The result was heaven for the patients, but hell on the doctor’s hand. Suffering from severe cramps and nerve spasms that required the use of a cast, the good doctor turned to a goofy prissy-pot friend with a passion for gadgets named Edmund St. John-Smythe (a hilarious Rupert Everett) to invent a motor-driven stimulus that could be applied to a woman’s lower anatomy without overtaxing the wrist and fingers. The result was nothing short of a revolution. In the plot trajectory, Dr. Granville also attracted the attention of the elderly Dr. Dalrymple’s two daughters: placid, proper, obedient and favorite daughter Emily (Felicity Jones) and headstrong, outspoken Charlotte (a marvelous Maggie Gyllenhaal), a suffragette who disgraces her father by running a settlement house for the impoverished prostitutes of the East End slums. There is evidence galore that the vibrator contributed to the sexual independence of enlightened free-thinkers in the future of liberated women everywhere.

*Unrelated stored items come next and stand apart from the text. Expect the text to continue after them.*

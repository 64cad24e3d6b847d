use std::fmt::{Display, Formatter};
use std::path::{Path, PathBuf};

use walkdir::WalkDir;

use crate::model::LaunchableItem;

#[derive(Debug, Clone, PartialEq, Eq)]
pub struct SourceError {
    message: String,
}

impl SourceError {
    pub fn new(message: impl Into<String>) -> Self {
        Self {
            message: message.into(),
        }
    }
}

impl Display for SourceError {
    fn fmt(&self, f: &mut Formatter<'_>) -> std::fmt::Result {
        write!(f, "{}", self.message)
    }
}

impl std::error::Error for SourceError {}

/// Delivers an ordered sequence of launchable `{display_name, path}` pairs.
/// Shortcut-file parsing is deliberately absent: a shortcut's own path is its
/// launch path and the shell resolves the rest.
pub trait LaunchableSource: Send {
    fn source_name(&self) -> &'static str;
    fn collect(&self) -> Result<Vec<LaunchableItem>, SourceError>;
}

pub struct FixtureSource {
    items: Vec<LaunchableItem>,
}

impl FixtureSource {
    pub fn from_items(items: Vec<LaunchableItem>) -> Self {
        Self { items }
    }

    pub fn deterministic_fixture() -> Self {
        Self {
            items: vec![
                LaunchableItem::new(
                    "Visual Studio Code",
                    "C:\\Program Files\\Microsoft VS Code\\Code.exe",
                ),
                LaunchableItem::new(
                    "Windows Terminal",
                    "C:\\Program Files\\WindowsApps\\Terminal.exe",
                ),
            ],
        }
    }
}

impl LaunchableSource for FixtureSource {
    fn source_name(&self) -> &'static str {
        "fixture"
    }

    fn collect(&self) -> Result<Vec<LaunchableItem>, SourceError> {
        Ok(self.items.clone())
    }
}

/// Files sitting directly on the user and public desktops. Non-recursive;
/// the full path doubles as the display name.
pub struct DesktopSource {
    roots: Vec<PathBuf>,
}

impl DesktopSource {
    pub fn new() -> Self {
        Self {
            roots: desktop_roots(),
        }
    }

    pub fn with_roots(roots: Vec<PathBuf>) -> Self {
        Self { roots }
    }
}

impl Default for DesktopSource {
    fn default() -> Self {
        Self::new()
    }
}

impl LaunchableSource for DesktopSource {
    fn source_name(&self) -> &'static str {
        "desktop"
    }

    fn collect(&self) -> Result<Vec<LaunchableItem>, SourceError> {
        let mut items = Vec::new();
        for root in &self.roots {
            items.extend(scan_flat_files(root));
        }
        Ok(items)
    }
}

/// Start Menu shortcuts, walked recursively. Uninstaller shortcuts are
/// noise, not launch targets.
pub struct StartMenuSource {
    roots: Vec<PathBuf>,
}

impl StartMenuSource {
    pub fn new() -> Self {
        Self {
            roots: start_menu_roots(),
        }
    }

    pub fn with_roots(roots: Vec<PathBuf>) -> Self {
        Self { roots }
    }
}

impl Default for StartMenuSource {
    fn default() -> Self {
        Self::new()
    }
}

impl LaunchableSource for StartMenuSource {
    fn source_name(&self) -> &'static str {
        "start-menu"
    }

    fn collect(&self) -> Result<Vec<LaunchableItem>, SourceError> {
        Ok(scan_shortcut_roots(&self.roots))
    }
}

pub fn default_sources() -> Vec<Box<dyn LaunchableSource>> {
    vec![
        Box::new(StartMenuSource::new()),
        Box::new(DesktopSource::new()),
    ]
}

/// Unreadable directories and broken entries are skipped, not surfaced; a
/// partial menu beats no menu.
pub fn scan_shortcut_roots(roots: &[PathBuf]) -> Vec<LaunchableItem> {
    let mut items = Vec::new();
    for root in roots {
        if !root.is_dir() {
            continue;
        }
        for entry in WalkDir::new(root)
            .sort_by_file_name()
            .into_iter()
            .filter_map(|entry| entry.ok())
        {
            if !entry.file_type().is_file() {
                continue;
            }
            let path = entry.path();
            if let Some(display_name) = shortcut_display_name(path) {
                items.push(LaunchableItem {
                    display_name,
                    path: path.to_string_lossy().into_owned(),
                });
            }
        }
    }
    items
}

pub fn shortcut_display_name(path: &Path) -> Option<String> {
    let extension = path.extension()?.to_str()?;
    if !extension.eq_ignore_ascii_case("lnk") {
        return None;
    }

    let stem = path.file_stem()?.to_str()?;
    if stem.to_ascii_lowercase().contains("uninstall") {
        return None;
    }

    Some(stem.to_string())
}

pub fn scan_flat_files(root: &Path) -> Vec<LaunchableItem> {
    let Ok(entries) = std::fs::read_dir(root) else {
        return Vec::new();
    };

    let mut items = Vec::new();
    for entry in entries.filter_map(|entry| entry.ok()) {
        let path = entry.path();
        if path.is_file() {
            let display = path.to_string_lossy().into_owned();
            items.push(LaunchableItem {
                display_name: display.clone(),
                path: display,
            });
        }
    }
    items.sort_by(|a, b| a.display_name.cmp(&b.display_name));
    items
}

#[cfg(target_os = "windows")]
fn desktop_roots() -> Vec<PathBuf> {
    let mut roots = Vec::new();
    if let Some(profile) = std::env::var_os("USERPROFILE") {
        roots.push(PathBuf::from(profile).join("Desktop"));
    }
    if let Some(public) = std::env::var_os("PUBLIC") {
        roots.push(PathBuf::from(public).join("Desktop"));
    }
    roots
}

#[cfg(not(target_os = "windows"))]
fn desktop_roots() -> Vec<PathBuf> {
    std::env::var_os("HOME")
        .map(|home| vec![PathBuf::from(home).join("Desktop")])
        .unwrap_or_default()
}

#[cfg(target_os = "windows")]
fn start_menu_roots() -> Vec<PathBuf> {
    const START_MENU_SUBPATH: &str = "Microsoft\\Windows\\Start Menu";

    let mut roots = Vec::new();
    if let Some(appdata) = std::env::var_os("APPDATA") {
        roots.push(PathBuf::from(appdata).join(START_MENU_SUBPATH));
    }
    if let Some(programdata) = std::env::var_os("PROGRAMDATA") {
        roots.push(PathBuf::from(programdata).join(START_MENU_SUBPATH));
    }
    roots
}

#[cfg(not(target_os = "windows"))]
fn start_menu_roots() -> Vec<PathBuf> {
    Vec::new()
}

Muffled praise of the vibrator eventually gave way to cries of “Heigh-ho, the dildo!”
Instead of provocative prurience, Hysteria brims over with humor and sweetness. Far from dogmatic, it is agreeable, lyrical, carefully scripted and acted with great feeling by an exemplary cast. The film is also an eye-opening footnote to history as it depicts a time so backward that women with libido challenges were declared insane and sent to asylums or punished by court-ordered hysterectomies. Don’t miss the closing credits, displaying a wonderful collection of museum-quality illustrations of changing styles and designs from the mid-19th century to the ugly plastic drug store models of today. The liberating vibrator may have started out in Victorian England, but eventually made it to the Sears Roebuck catalogue and, in the final and funniest scene in the picture, even Buckingham Palace. A clever, quick-witted, informed and terrific movie!